Expert, real time, application diagnosis is not only possible using OmniPeek Personal, but easy as well
Expert analysis
An ‘Expert EventFinder’ brings both descriptions of problems and their possible cause along with suggested solutions for them, and much of the ‘Expert System’ can be tweaked and fine tuned to suit the exact needs of the user. Everyone benefits, however, from the expert view analysis of latency, throughput and network problems in a conversation-centric traffic view. But the expert model doesn’t stop there, a ‘Visual Expert’ toolset comes complete with a packet visualise and payload reconstruction, with the expected range of conversation-centric graphs, and also a cool ‘what if’ view that can estimate how changes to particular application and network parameters might affect network performance.
The flow comparison charting and packet visualise make instant visual troubleshooting easy to achieve
Sticking with this visual approach that is at the heart of OmniPeek Personal, the ‘Expert Peer Map’ happily displays all communicating network nodes as an organic vertically-oriented ellipse. This is made spectacularly simple to read thanks to the an intuitive approach that considers a thicker line between nodes indicates greater traffic, and the bigger the node ‘dot’ then the more traffic flowing through it.

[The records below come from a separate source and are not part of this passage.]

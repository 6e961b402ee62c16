//! systemd user units that keep the scripts root pulled.
//!
//! `taku service --install` writes `taku-sync.service` and a timer that
//! triggers it hourly, then enables the timer.  `--remove` undoes both.

use std::path::{Path, PathBuf};

use tracing::{info, warn};

use crate::config::SCRIPTS_ENV_VAR;
use crate::error::Result;
use crate::process::{ProcessRunner, argv, run_checked};

/// Base name shared by the service and timer units.
pub const UNIT_NAME: &str = "taku-sync";

/// Manages the sync units in a systemd user unit directory.
#[derive(Debug, Clone)]
pub struct SyncService {
    unit_dir: PathBuf,
    scripts_dir: PathBuf,
    launcher: String,
}

impl SyncService {
    /// `config_dir` is the per-user configuration directory; units go to
    /// `<config_dir>/systemd/user`.
    pub fn new(config_dir: &Path, scripts_dir: impl Into<PathBuf>, launcher: impl Into<String>) -> Self {
        Self {
            unit_dir: config_dir.join("systemd").join("user"),
            scripts_dir: scripts_dir.into(),
            launcher: launcher.into(),
        }
    }

    pub fn service_path(&self) -> PathBuf {
        self.unit_dir.join(format!("{UNIT_NAME}.service"))
    }

    pub fn timer_path(&self) -> PathBuf {
        self.unit_dir.join(format!("{UNIT_NAME}.timer"))
    }

    fn service_unit(&self) -> Result<String> {
        let scripts = std::path::absolute(&self.scripts_dir)?;
        Ok(format!(
            "[Unit]\n\
             Description=Pull taku scripts\n\
             \n\
             [Service]\n\
             Type=oneshot\n\
             Environment=\"{SCRIPTS_ENV_VAR}={}\"\n\
             ExecStart={} sync --pull\n",
            scripts.display(),
            self.launcher,
        ))
    }

    fn timer_unit(&self) -> String {
        format!(
            "[Unit]\n\
             Description=Periodically pull taku scripts\n\
             \n\
             [Timer]\n\
             OnBootSec=5min\n\
             OnUnitActiveSec=1h\n\
             Unit={UNIT_NAME}.service\n\
             \n\
             [Install]\n\
             WantedBy=timers.target\n"
        )
    }

    /// Write the units and enable the timer.
    pub fn install(&self, runner: &dyn ProcessRunner) -> Result<()> {
        std::fs::create_dir_all(&self.unit_dir)?;
        std::fs::write(self.service_path(), self.service_unit()?)?;
        std::fs::write(self.timer_path(), self.timer_unit())?;

        run_checked(runner, &argv(["systemctl", "--user", "daemon-reload"]))?;
        let timer = format!("{UNIT_NAME}.timer");
        run_checked(
            runner,
            &argv(["systemctl", "--user", "enable", "--now", timer.as_str()]),
        )?;

        info!(unit_dir = %self.unit_dir.display(), "sync service installed");
        Ok(())
    }

    /// Disable the timer and delete the units.
    pub fn remove(&self, runner: &dyn ProcessRunner) -> Result<()> {
        let timer = format!("{UNIT_NAME}.timer");
        let code = runner.run(&argv(["systemctl", "--user", "disable", "--now", timer.as_str()]))?;
        if code != 0 {
            warn!(code, "timer was not enabled");
        }

        for path in [self.timer_path(), self.service_path()] {
            match std::fs::remove_file(&path) {
                Ok(()) => {}
                Err(e) if e.kind() == std::io::ErrorKind::NotFound => {}
                Err(e) => return Err(e.into()),
            }
        }

        run_checked(runner, &argv(["systemctl", "--user", "daemon-reload"]))?;
        info!("sync service removed");
        Ok(())
    }
}
//! Core of taku, a personal script manager.
//!
//! Scripts live under a root directory, one subdirectory per script.  This
//! crate provides:
//!
//! - **Script registry** -- create scripts from a template, literal content
//!   or a default body; read, list, delete, edit and run them.
//!
//! - **Template resolver** -- render `.templates/<name>` with the script's
//!   name substituted for `${script_name}`.
//!
//! - **Metadata store** -- the per-script `meta.toml`, preserving free-form
//!   fields across every rewrite.
//!
//! - **Installer** -- write launchers onto the executable search path and
//!   record, per host, where they went.
//!
//! - **Sync and service** -- git push/pull of the root and the systemd user
//!   units that pull it periodically.
//!
//! Host name, child processes and user directories are injected through
//! [`HostIdentity`], [`ProcessRunner`] and [`Environment`].
//!
//! # Example
//!
//! ```rust,no_run
//! use taku_core::{CreationSource, FixedHost, InstallTarget, Installer, ScriptRegistry};
//!
//! let registry = ScriptRegistry::new("/home/me/scripts");
//! registry.create("deploy", &CreationSource::Literal(b"echo deploy".to_vec())).unwrap();
//!
//! let host = FixedHost::new("ci-1");
//! let installer = Installer::new(&registry, &host, "/home/me/.local/bin");
//! for outcome in installer.install(&InstallTarget::parse("deploy"), Some("deploy-prod"), None).unwrap() {
//!     println!("{outcome}");
//! }
//! ```

pub mod catalog;
pub mod config;
pub mod error;
pub mod host;
pub mod installer;
pub mod metadata;
pub mod process;
pub mod registry;
pub mod service;
pub mod sync;
pub mod template;

pub use catalog::{ScriptDetails, describe, render_list};
pub use config::{Environment, TakuConfig};
pub use error::{Result, TakuError};
pub use host::{FixedHost, HostIdentity, SystemHost};
pub use installer::{InstallOutcome, InstallTarget, Installer, UninstallOutcome};
pub use metadata::{HostFacts, Metadata, MetadataStore};
pub use process::{ProcessRunner, SystemRunner};
pub use registry::{CreationSource, Script, ScriptRegistry};
pub use service::SyncService;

Expert peer mapping is another example of just how seriously OmniPeek Personal takes the visual presentation of data
Wireless Working
WLAN support is well implemented, if limited in some areas. An SSID tree view provides a hierarchical structure of the relationship between ESSIDs/BSSIDs and respective stations, while application layer analysis is enabled courtesy of OmniPeek Personal decoding and decrypting encrypted packets with user defined WEP or WPA keys.
While supporting TKIP decryption, OmniPeek Personal does not however support either AES or WPA2 decryption. Nor is there any visibility of control and management traffic, or RF Monitoring capability for channel scanning or hopping. It also requires the installation of a special NDIS driver for a supported network driver in order to capture wireless packets. An Atheros WLAN adapter driver is included which supports WPA/PSK decryption, noise management and hardware timestamping with microsecond accuracy.
A hierarchical tree view of an 802.11 WLAN is OK, but OmniPeek Personal is actually rather limited when it comes to WLAN support and analysis functionality
Conclusion
Ease of use and communication of complex information do not usually go hand in hand, OmniPeek Personal ensures they do with the help of intuitive graphing aids and detailed network statistics
By escaping the capture-wait-watch mantra and introducing a highly visual and intuitive interface, OmniPeek Personal is worthy of serious consideration provided you meet the very inflexible OS requirement.